● **TASK ITEM**:
Your answer should consist of the lines in the listing that hold "matches".

____

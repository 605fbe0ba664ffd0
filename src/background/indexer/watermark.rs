//! Indexed watermark shared between the indexer and readers

use std::time::Duration;

use tokio::sync::watch;
use tokio_util::sync::CancellationToken;

use crate::error::{StoreError, StoreResult};

/// What the indexer has published so far
#[derive(Debug, Clone, Default, PartialEq, Eq)]
pub struct IndexerState {
    /// Highest TxID fully reflected in the index
    pub indexed_tx: u64,

    /// Set once the indexer stopped on an unrecoverable error
    pub halted: Option<String>,
}

/// Write side, owned by the indexer task
#[derive(Debug)]
pub struct WatermarkPublisher {
    state: watch::Sender<IndexerState>,
}

impl WatermarkPublisher {
    pub fn new(indexed_tx: u64) -> Self {
        let (state, _) = watch::channel(IndexerState {
            indexed_tx,
            halted: None,
        });
        Self { state }
    }

    /// Move the watermark forward; never moves it back
    pub fn advance(&self, indexed_tx: u64) {
        self.state.send_if_modified(|s| {
            if indexed_tx > s.indexed_tx {
                s.indexed_tx = indexed_tx;
                true
            } else {
                false
            }
        });
    }

    /// Mark the indexer as halted and wake every waiter
    pub fn halt(&self, reason: impl Into<String>) {
        let reason = reason.into();
        self.state.send_modify(|s| {
            s.halted.get_or_insert(reason);
        });
    }

    #[must_use]
    pub fn watermark(&self) -> Watermark {
        Watermark {
            state: self.state.subscribe(),
        }
    }
}

/// Read side, cloned into every caller that needs to wait
#[derive(Debug, Clone)]
pub struct Watermark {
    state: watch::Receiver<IndexerState>,
}

impl Watermark {
    #[must_use]
    pub fn indexed_tx(&self) -> u64 {
        self.state.borrow().indexed_tx
    }

    #[must_use]
    pub fn halted(&self) -> Option<String> {
        self.state.borrow().halted.clone()
    }

    #[must_use]
    pub fn state(&self) -> IndexerState {
        self.state.borrow().clone()
    }

    /// Wait until the watermark reaches `target`
    ///
    /// Returns the watermark observed. A target that is already reached
    /// resolves immediately, even if `cancel` has fired.
    ///
    /// # Errors
    ///
    /// - `IndexingHalted` if the indexer stopped (or is gone) first
    /// - `Timeout` once `timeout` elapses
    /// - `Cancelled` when `cancel` fires
    pub async fn wait_for(
        &self,
        target: u64,
        timeout: Duration,
        cancel: &CancellationToken,
    ) -> StoreResult<u64> {
        let mut rx = self.state.clone();

        tokio::select! {
            biased;
            reached = rx.wait_for(|s| s.indexed_tx >= target || s.halted.is_some()) => {
                match reached {
                    Ok(state) if state.indexed_tx >= target => Ok(state.indexed_tx),
                    Ok(state) => Err(StoreError::IndexingHalted(
                        state.halted.clone().unwrap_or_default(),
                    )),
                    Err(_) => Err(StoreError::IndexingHalted("indexer stopped".into())),
                }
            }
            () = cancel.cancelled() => Err(StoreError::Cancelled),
            () = tokio::time::sleep(timeout) => Err(StoreError::Timeout {
                target,
                indexed: self.indexed_tx(),
            }),
        }
    }
}
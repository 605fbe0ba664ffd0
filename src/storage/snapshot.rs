//! Reference counting for point-in-time views
//!
//! Log and index snapshots pin a TxID in a [`SnapshotRegistry`] for as long
//! as they are alive.

use std::collections::BTreeMap;
use std::sync::Mutex;

/// Registry of live snapshots keyed by the TxID they are bound to
#[derive(Debug, Default)]
pub struct SnapshotRegistry {
    pinned: Mutex<BTreeMap<u64, usize>>,
}

impl SnapshotRegistry {
    #[must_use]
    pub fn new() -> Self {
        Self::default()
    }

    /// Pin `tx_id` until the returned guard is dropped
    pub fn pin(&self, tx_id: u64) -> SnapshotGuard<'_> {
        let mut pinned = self.pinned.lock().unwrap_or_else(|p| p.into_inner());
        *pinned.entry(tx_id).or_insert(0) += 1;
        SnapshotGuard {
            registry: self,
            tx_id,
        }
    }

    /// Number of live snapshots
    #[must_use]
    pub fn active(&self) -> usize {
        let pinned = self.pinned.lock().unwrap_or_else(|p| p.into_inner());
        pinned.values().sum()
    }

    fn unpin(&self, tx_id: u64) {
        let mut pinned = self.pinned.lock().unwrap_or_else(|p| p.into_inner());
        if let Some(count) = pinned.get_mut(&tx_id) {
            *count -= 1;
            if *count == 0 {
                pinned.remove(&tx_id);
            }
        }
    }
}

/// Keeps one TxID pinned; unpins on drop
#[derive(Debug)]
pub struct SnapshotGuard<'a> {
    registry: &'a SnapshotRegistry,
    tx_id: u64,
}

impl Drop for SnapshotGuard<'_> {
    fn drop(&mut self) {
        self.registry.unpin(self.tx_id);
    }
}

#[cfg(test)]
mod tests {
    use super::*;

    #[test]
    fn test_pin_and_release() {
        let registry = SnapshotRegistry::new();
        assert_eq!(registry.active(), 0);

        let a = registry.pin(5);
        let b = registry.pin(3);
        let c = registry.pin(5);
        assert_eq!(registry.active(), 3);

        drop(b);
        assert_eq!(registry.active(), 2);

        drop(a);
        assert_eq!(registry.active(), 1);

        drop(c);
        assert_eq!(registry.active(), 0);
    }
}
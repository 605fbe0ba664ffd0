//! Trait seams between the log, the indexer and tests

pub mod tx_source;

pub use tx_source::TxSource;
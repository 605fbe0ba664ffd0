// File: src/background/indexer/mod.rs

//! Indexer job
//!
//! Keeps the versioned index in step with the transaction log and publishes
//! the indexed watermark that reads wait on.

pub mod config;
pub mod job;
pub mod watermark;


pub use config::IndexerConfig;
pub use job::Indexer;
pub use watermark::{IndexerState, Watermark, WatermarkPublisher};
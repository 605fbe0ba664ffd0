//! Client-side proof verification
//!
//! Verification only needs proof content and Alh values the caller already
//! trusts; nothing here touches the store.

use crate::error::{StoreError, StoreResult};
use crate::merkle::{self, Hash};

use super::types::{ChainState, DualProof, InclusionProof, SafeItem};

/// Check that `leaf` is included under `root`
#[must_use]
pub fn verify_inclusion(proof: &InclusionProof, leaf: &Hash, root: &Hash) -> bool {
    proof.verify(leaf, root)
}

/// Check that folding the proof's metadata into `source_alh` yields `target_alh`
#[must_use]
pub fn verify_dual(proof: &DualProof, source_alh: &Hash, target_alh: &Hash) -> bool {
    if proof.source_tx_id > proof.target_tx_id {
        return false;
    }
    if proof.metadata.len() as u64 != proof.target_tx_id - proof.source_tx_id {
        return false;
    }
    if proof.source_alh != *source_alh || proof.target_alh != *target_alh {
        return false;
    }

    let mut alh = *source_alh;
    for (expected_id, metadata) in (proof.source_tx_id + 1..).zip(&proof.metadata) {
        if metadata.id != expected_id {
            return false;
        }
        alh = metadata.next_alh(&alh);
    }
    alh == *target_alh
}

impl SafeItem {
    /// Verify the item against a trusted state and return the new trusted state
    ///
    /// Steps:
    /// 1. The entry hashes into `tx_metadata.eh` through the inclusion proof
    /// 2. `Alh(tx)` is recomputed from `prev_alh` and `tx_metadata`
    /// 3. The dual proof links `trusted` and `Alh(tx)` in whichever order they occur
    ///
    /// The returned state is the later of the two.
    ///
    /// # Errors
    ///
    /// Returns `Verification` describing the first check that failed
    pub fn verify(&self, trusted: &ChainState) -> StoreResult<ChainState> {
        let fail = |msg: &str| Err(StoreError::Verification(msg.to_string()));

        if self.tx_metadata.id != self.tx_id {
            return fail("item tx id does not match its metadata");
        }
        if self.inclusion.tree_size != u64::from(self.tx_metadata.entry_count) {
            return fail("inclusion proof tree size does not match entry count");
        }
        let leaf = merkle::leaf_hash(&self.key, &self.value);
        if !verify_inclusion(&self.inclusion, &leaf, &self.tx_metadata.eh) {
            return fail("entry is not included in the transaction root");
        }

        let item_state = ChainState {
            tx_id: self.tx_id,
            alh: self.tx_metadata.next_alh(&self.prev_alh),
        };

        let (older, newer) = if trusted.tx_id <= item_state.tx_id {
            (*trusted, item_state)
        } else {
            (item_state, *trusted)
        };

        if self.dual.source_tx_id != older.tx_id || self.dual.target_tx_id != newer.tx_id {
            return fail("dual proof does not span the trusted state and the item");
        }
        if !verify_dual(&self.dual, &older.alh, &newer.alh) {
            return fail("dual proof does not link the trusted state and the item");
        }

        Ok(newer)
    }
}
// File: src/background/indexer/job.rs

use std::sync::Arc;

use tokio::sync::broadcast;

use super::config::IndexerConfig;
use super::watermark::WatermarkPublisher;
use crate::error::{StoreError, StoreResult};
use crate::index::VersionedIndex;
use crate::traits::TxSource;

/// Indexer background job
///
/// Drains committed transactions in TxID order into the versioned index:
/// 1. Reads the next transaction from the source
/// 2. Applies all of its keys to the index as one durable step
/// 3. Advances the watermark
///
/// It is woken by the source's commit channel, never by a timer. Any error
/// halts the job; waiters then fail with `IndexingHalted`.
pub struct Indexer {
    source: Arc<dyn TxSource>,
    index: Arc<VersionedIndex>,
    publisher: WatermarkPublisher,
    config: IndexerConfig,
}

/// Outcome of one catch-up pass
enum CatchUp {
    Idle,
    Shutdown,
}

impl Indexer {
    pub fn new(
        source: Arc<dyn TxSource>,
        index: Arc<VersionedIndex>,
        publisher: WatermarkPublisher,
        config: IndexerConfig,
    ) -> Self {
        Self {
            source,
            index,
            publisher,
            config,
        }
    }

    /// Run the indexer as a background task
    ///
    /// Runs until a shutdown signal is received, the commit channel closes,
    /// or indexing fails.
    pub async fn run(self, mut shutdown: broadcast::Receiver<()>) {
        let mut commits = self.source.subscribe();

        loop {
            // Mark the current head as seen before reading it, so a commit
            // that lands during catch-up still wakes the next iteration
            commits.borrow_and_update();

            match self.catch_up(&mut shutdown).await {
                Ok(CatchUp::Idle) => {}
                Ok(CatchUp::Shutdown) => {
                    tracing::info!(indexed_tx = self.index.indexed_tx(), "Indexer shutting down");
                    return;
                }
                Err(e) => {
                    tracing::error!(
                        error = %e,
                        indexed_tx = self.index.indexed_tx(),
                        committed_tx = self.source.committed_tx_id(),
                        "Indexer halted"
                    );
                    self.publisher.halt(e.to_string());
                    return;
                }
            }

            tokio::select! {
                changed = commits.changed() => {
                    if changed.is_err() {
                        tracing::info!("Commit channel closed, indexer stopping");
                        return;
                    }
                }
                _ = shutdown.recv() => {
                    tracing::info!(indexed_tx = self.index.indexed_tx(), "Indexer shutting down");
                    return;
                }
            }
        }
    }

    /// Index everything committed so far, one batch at a time
    async fn catch_up(&self, shutdown: &mut broadcast::Receiver<()>) -> StoreResult<CatchUp> {
        loop {
            let committed = self.source.committed_tx_id();
            let next = self.index.indexed_tx() + 1;
            if next > committed {
                return Ok(CatchUp::Idle);
            }
            let last = committed.min(next + self.config.batch_size - 1);

            let source = Arc::clone(&self.source);
            let index = Arc::clone(&self.index);
            let result = tokio::task::spawn_blocking(move || index_range(&*source, &index, next, last))
                .await
                .map_err(|e| StoreError::IndexingHalted(format!("indexing task failed: {e}")));

            // Whatever was applied before a failure is durable
            self.publisher.advance(self.index.indexed_tx());
            result??;

            tracing::debug!(from = next, to = last, "Indexed transactions");

            if !matches!(
                shutdown.try_recv(),
                Err(broadcast::error::TryRecvError::Empty)
            ) {
                return Ok(CatchUp::Shutdown);
            }
            tokio::task::yield_now().await;
        }
    }
}

fn index_range(
    source: &dyn TxSource,
    index: &VersionedIndex,
    first: u64,
    last: u64,
) -> StoreResult<()> {
    for tx_id in first..=last {
        let tx = source.read_tx(tx_id)?;
        index.apply_tx(tx_id, tx.entries.iter().map(|kv| kv.key.as_slice()))?;
    }
    Ok(())
}
// ==========================================
// 气体物料清单转换工具 - 转换配置
// ==========================================
// 职责: 配置加载（JSON 文件,可缺省）、默认值、校验
// 说明: 不读取命令行参数与环境变量
// ==========================================

use crate::config::import_config_trait::ImportConfigReader;
use crate::importer::error::{ImportError, ImportResult};
use serde::{Deserialize, Serialize};
use std::fs;
use std::path::Path;
use tracing::{debug, info};

// ==========================================
// 配置默认值
// ==========================================
pub mod defaults {
    pub const INPUT_PATH: &str = "new_articles_raw.txt";
    pub const OUTPUT_PATH: &str = "src/data/articles.ts";
    pub const HEADER_MARKER: &str = "ArtikelCode";
    pub const INTERFACE_NAME: &str = "Article";
    pub const CONSTANT_NAME: &str = "ARTICLES";
    pub const CONFIG_FILE: &str = "convert_articles.json";
}

// ==========================================
// ConvertConfig - 转换配置
// ==========================================
#[derive(Debug, Clone, PartialEq, Eq, Serialize, Deserialize)]
#[serde(default)]
pub struct ConvertConfig {
    pub input_path: String,
    pub output_path: String,
    pub header_marker: String,
    pub interface_name: String,
    pub constant_name: String,
    pub escape_strings: bool,
}

impl Default for ConvertConfig {
    fn default() -> Self {
        Self {
            input_path: defaults::INPUT_PATH.to_string(),
            output_path: defaults::OUTPUT_PATH.to_string(),
            header_marker: defaults::HEADER_MARKER.to_string(),
            interface_name: defaults::INTERFACE_NAME.to_string(),
            constant_name: defaults::CONSTANT_NAME.to_string(),
            escape_strings: true,
        }
    }
}

impl ConvertConfig {
    /// 从 JSON 文件读取配置（缺失字段取默认值）
    ///
    /// # 返回
    /// - Ok(ConvertConfig): 读取并校验通过
    /// - Err: 文件不可读、JSON 格式错误、配置值非法
    pub fn from_json_file<P: AsRef<Path>>(path: P) -> ImportResult<Self> {
        let path = path.as_ref();
        let path_str = path.display().to_string();

        let content = fs::read_to_string(path).map_err(|e| ImportError::ConfigReadError {
            path: path_str.clone(),
            message: e.to_string(),
        })?;

        let config: ConvertConfig =
            serde_json::from_str(&content).map_err(|e| ImportError::ConfigReadError {
                path: path_str.clone(),
                message: e.to_string(),
            })?;

        config.validate()?;
        debug!(path = %path_str, config = ?config, "配置文件读取完成");
        Ok(config)
    }

    /// 配置文件存在则读取,否则使用默认值
    pub fn load_or_default<P: AsRef<Path>>(path: P) -> ImportResult<Self> {
        let path = path.as_ref();
        if path.exists() {
            info!(path = %path.display(), "使用配置文件");
            Self::from_json_file(path)
        } else {
            debug!(path = %path.display(), "配置文件不存在,使用默认配置");
            Ok(Self::default())
        }
    }

    /// 校验配置值
    ///
    /// # 规则
    /// - interface_name / constant_name 必须是合法的 TypeScript 标识符
    /// - input_path / output_path 不能为空
    pub fn validate(&self) -> ImportResult<()> {
        for (key, value) in [
            ("input_path", &self.input_path),
            ("output_path", &self.output_path),
        ] {
            if value.trim().is_empty() {
                return Err(ImportError::ConfigValueError {
                    key: key.to_string(),
                    value: value.clone(),
                    message: "路径不能为空".to_string(),
                });
            }
        }

        for (key, value) in [
            ("interface_name", &self.interface_name),
            ("constant_name", &self.constant_name),
        ] {
            if !is_ts_identifier(value) {
                return Err(ImportError::ConfigValueError {
                    key: key.to_string(),
                    value: value.clone(),
                    message: "不是合法的 TypeScript 标识符".to_string(),
                });
            }
        }

        Ok(())
    }
}

impl ImportConfigReader for ConvertConfig {
    fn input_path(&self) -> &str {
        &self.input_path
    }

    fn output_path(&self) -> &str {
        &self.output_path
    }

    fn header_marker(&self) -> &str {
        &self.header_marker
    }

    fn interface_name(&self) -> &str {
        &self.interface_name
    }

    fn constant_name(&self) -> &str {
        &self.constant_name
    }

    fn escape_strings(&self) -> bool {
        self.escape_strings
    }
}

fn is_ts_identifier(value: &str) -> bool {
    let mut chars = value.chars();
    match chars.next() {
        Some(c) if c.is_alphabetic() || c == '_' || c == '$' => {}
        _ => return false,
    }
    chars.all(|c| c.is_alphanumeric() || c == '_' || c == '$')
}

#[cfg(test)]
mod tests {
    use super::*;
    use std::io::Write;
    use tempfile::NamedTempFile;

    #[test]
    fn test_default_config() {
        let config = ConvertConfig::default();
        assert_eq!(config.input_path(), "new_articles_raw.txt");
        assert_eq!(config.output_path(), "src/data/articles.ts");
        assert_eq!(config.header_marker(), "ArtikelCode");
        assert_eq!(config.interface_name(), "Article");
        assert_eq!(config.constant_name(), "ARTICLES");
        assert!(config.escape_strings());
        assert!(config.validate().is_ok());
    }

    #[test]
    fn test_from_json_file_partial() {
        let mut temp_file = NamedTempFile::new().unwrap();
        writeln!(temp_file, r#"{{"input_path": "raw.txt", "escape_strings": false}}"#).unwrap();

        let config = ConvertConfig::from_json_file(temp_file.path()).unwrap();
        assert_eq!(config.input_path, "raw.txt");
        assert!(!config.escape_strings);
        // 缺失字段取默认值
        assert_eq!(config.output_path, "src/data/articles.ts");
        assert_eq!(config.constant_name, "ARTICLES");
    }

    #[test]
    fn test_from_json_file_ignores_unknown_field() {
        let mut temp_file = NamedTempFile::new().unwrap();
        writeln!(temp_file, r#"{{"comment": "gas catalog", "constant_name": "GAS"}}"#).unwrap();

        let config = ConvertConfig::from_json_file(temp_file.path()).unwrap();
        assert_eq!(config.constant_name, "GAS");
        assert_eq!(config.input_path, "new_articles_raw.txt");
    }

    #[test]
    fn test_from_json_file_malformed_reports_path() {
        let mut temp_file = NamedTempFile::new().unwrap();
        writeln!(temp_file, "{{ not json").unwrap();

        match ConvertConfig::from_json_file(temp_file.path()) {
            Err(ImportError::ConfigReadError { path, .. }) => {
                assert_eq!(path, temp_file.path().display().to_string());
            }
            other => panic!("expected ConfigReadError, got {:?}", other),
        }
    }

    #[test]
    fn test_from_json_file_invalid_identifier() {
        let mut temp_file = NamedTempFile::new().unwrap();
        writeln!(temp_file, r#"{{"constant_name": "1ARTICLES"}}"#).unwrap();

        let result = ConvertConfig::from_json_file(temp_file.path());
        assert!(matches!(result, Err(ImportError::ConfigValueError { .. })));
    }

    #[test]
    fn test_load_or_default_missing_file() {
        let dir = tempfile::tempdir().unwrap();
        let config = ConvertConfig::load_or_default(dir.path().join("absent.json")).unwrap();
        assert_eq!(config, ConvertConfig::default());
    }

    #[test]
    fn test_is_ts_identifier() {
        assert!(is_ts_identifier("ARTICLES"));
        assert!(is_ts_identifier("_gas$List2"));
        assert!(!is_ts_identifier(""));
        assert!(!is_ts_identifier("my-list"));
        assert!(!is_ts_identifier("2x"));
    }
}
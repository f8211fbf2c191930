// ==========================================
// 气体物料清单转换工具 - TypeScript 生成器实现
// ==========================================
// 职责: 物料列表 → TypeScript 数据模块文本 → 写出文件
// 格式: 接口声明 + 导出常量数组（字段顺序 id/name/category）
// ==========================================

use crate::config::ImportConfigReader;
use crate::domain::article::Article;
use crate::importer::article_importer_trait::ArticleEmitter;
use crate::importer::error::{ImportError, ImportResult};
use std::fmt::Write as _;
use std::fs;
use std::path::Path;
use tracing::debug;

pub struct TypeScriptEmitter {
    interface_name: String,
    constant_name: String,
    escape_strings: bool,
}

impl TypeScriptEmitter {
    pub fn new(
        interface_name: impl Into<String>,
        constant_name: impl Into<String>,
        escape_strings: bool,
    ) -> Self {
        Self {
            interface_name: interface_name.into(),
            constant_name: constant_name.into(),
            escape_strings,
        }
    }

    pub fn from_config<C: ImportConfigReader>(config: &C) -> Self {
        Self::new(
            config.interface_name(),
            config.constant_name(),
            config.escape_strings(),
        )
    }

    /// 渲染字符串字面量
    ///
    /// # 说明
    /// - escape_strings = true: 按 JSON 字符串规则转义（" \ 与控制字符）
    /// - escape_strings = false: 原样插入双引号之间
    fn string_literal(&self, value: &str) -> String {
        if self.escape_strings {
            serde_json::Value::from(value).to_string()
        } else {
            format!("\"{}\"", value)
        }
    }
}

impl Default for TypeScriptEmitter {
    fn default() -> Self {
        Self::new("Article", "ARTICLES", true)
    }
}

impl ArticleEmitter for TypeScriptEmitter {
    fn render(&self, articles: &[Article]) -> String {
        let mut content = String::new();

        // 接口声明
        let _ = write!(
            content,
            "export interface {} {{\n  id: string;\n  name: string;\n  category: string;\n}}\n\n",
            self.interface_name
        );

        // 导出常量
        let _ = writeln!(
            content,
            "export const {}: {}[] = [",
            self.constant_name, self.interface_name
        );

        for article in articles {
            let _ = write!(
                content,
                "  {{\n    \"id\": {},\n    \"name\": {},\n    \"category\": {}\n  }},\n",
                self.string_literal(&article.id),
                self.string_literal(&article.name),
                self.string_literal(article.category.as_str()),
            );
        }

        content.push_str("];\n");
        content
    }

    fn write(&self, path: &Path, content: &str) -> ImportResult<()> {
        let path_str = path.display().to_string();
        let to_write_error = |e: std::io::Error| ImportError::OutputWriteError {
            path: path_str.clone(),
            message: e.to_string(),
        };

        if let Some(parent) = path.parent() {
            if !parent.as_os_str().is_empty() {
                fs::create_dir_all(parent).map_err(to_write_error)?;
            }
        }

        fs::write(path, content).map_err(to_write_error)?;
        debug!(path = %path_str, bytes = content.len(), "生成文件写出完成");
        Ok(())
    }
}
// ==========================================
// 气体物料清单转换工具 - 行读取器实现
// ==========================================
// 职责: 整体读入源文件、UTF-8 解码、按行切分、表头剔除
// ==========================================

use crate::importer::article_importer_trait::LineReader;
use crate::importer::error::{ImportError, ImportResult};
use std::fs;
use std::io::ErrorKind;
use std::path::Path;
use tracing::debug;

pub struct TextLineReader;

impl LineReader for TextLineReader {
    fn read_lines(&self, path: &Path) -> ImportResult<Vec<String>> {
        let path_str = path.display().to_string();

        let bytes = fs::read(path).map_err(|e| match e.kind() {
            ErrorKind::NotFound => ImportError::FileNotFound(path_str.clone()),
            _ => ImportError::FileReadError(format!("{}: {}", path_str, e)),
        })?;

        let content = String::from_utf8(bytes).map_err(|e| ImportError::Decode {
            path: path_str.clone(),
            message: e.to_string(),
        })?;

        let lines = split_lines(&content);
        debug!(path = %path_str, lines = lines.len(), "源文件读取完成");

        Ok(lines)
    }
}

/// 按行切分,\r\n、\n 与单独的 \r 均视为换行
pub fn split_lines(content: &str) -> Vec<String> {
    content
        .replace("\r\n", "\n")
        .replace('\r', "\n")
        .lines()
        .map(str::to_string)
        .collect()
}

/// 首行包含表头标记时剔除首行
///
/// # 返回
/// - (剩余行, 是否剔除了表头)
///
/// # 说明
/// - 只检查首行
/// - marker 为空串时不剔除
pub fn strip_header(mut lines: Vec<String>, marker: &str) -> (Vec<String>, bool) {
    if marker.is_empty() {
        return (lines, false);
    }

    match lines.first() {
        Some(first) if first.contains(marker) => {
            lines.remove(0);
            (lines, true)
        }
        _ => (lines, false),
    }
}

____

● **EXERCISE RESPONSE**:
            if !matches!(
        assert!(matches!(result, Err(ImportError::ConfigValueError { .. })));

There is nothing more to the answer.